Provided material →
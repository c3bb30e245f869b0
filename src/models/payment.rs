use chrono::NaiveDateTime;
use serde::{Deserialize, Serialize};

pub const METHOD_CARD: &str = "card";

#[derive(Debug, Clone, Serialize, Deserialize)]
pub struct Payment {
    pub id: String,
    pub reservation_id: String,
    pub amount_cents: i64,
    pub status: PaymentStatus,
    pub method: String,
    pub transaction_ref: Option<String>,
    pub paid_at: Option<NaiveDateTime>,
}

#[derive(Debug, Clone, Copy, Serialize, Deserialize, PartialEq, Eq)]
#[serde(rename_all = "lowercase")]
pub enum PaymentStatus {
    Paid,
    Failed,
}

impl PaymentStatus {
    pub fn as_str(&self) -> &'static str {
        match self {
            PaymentStatus::Paid => "paid",
            PaymentStatus::Failed => "failed",
        }
    }

    pub fn parse(s: &str) -> Self {
        match s {
            "paid" => PaymentStatus::Paid,
            _ => PaymentStatus::Failed,
        }
    }
}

Assignment → Where the material contains a line with "Debug", return that line.

Finished task →
#[derive(Debug, Clone, Serialize, Deserialize)]
#[derive(Debug, Clone, Copy, Serialize, Deserialize, PartialEq, Eq)]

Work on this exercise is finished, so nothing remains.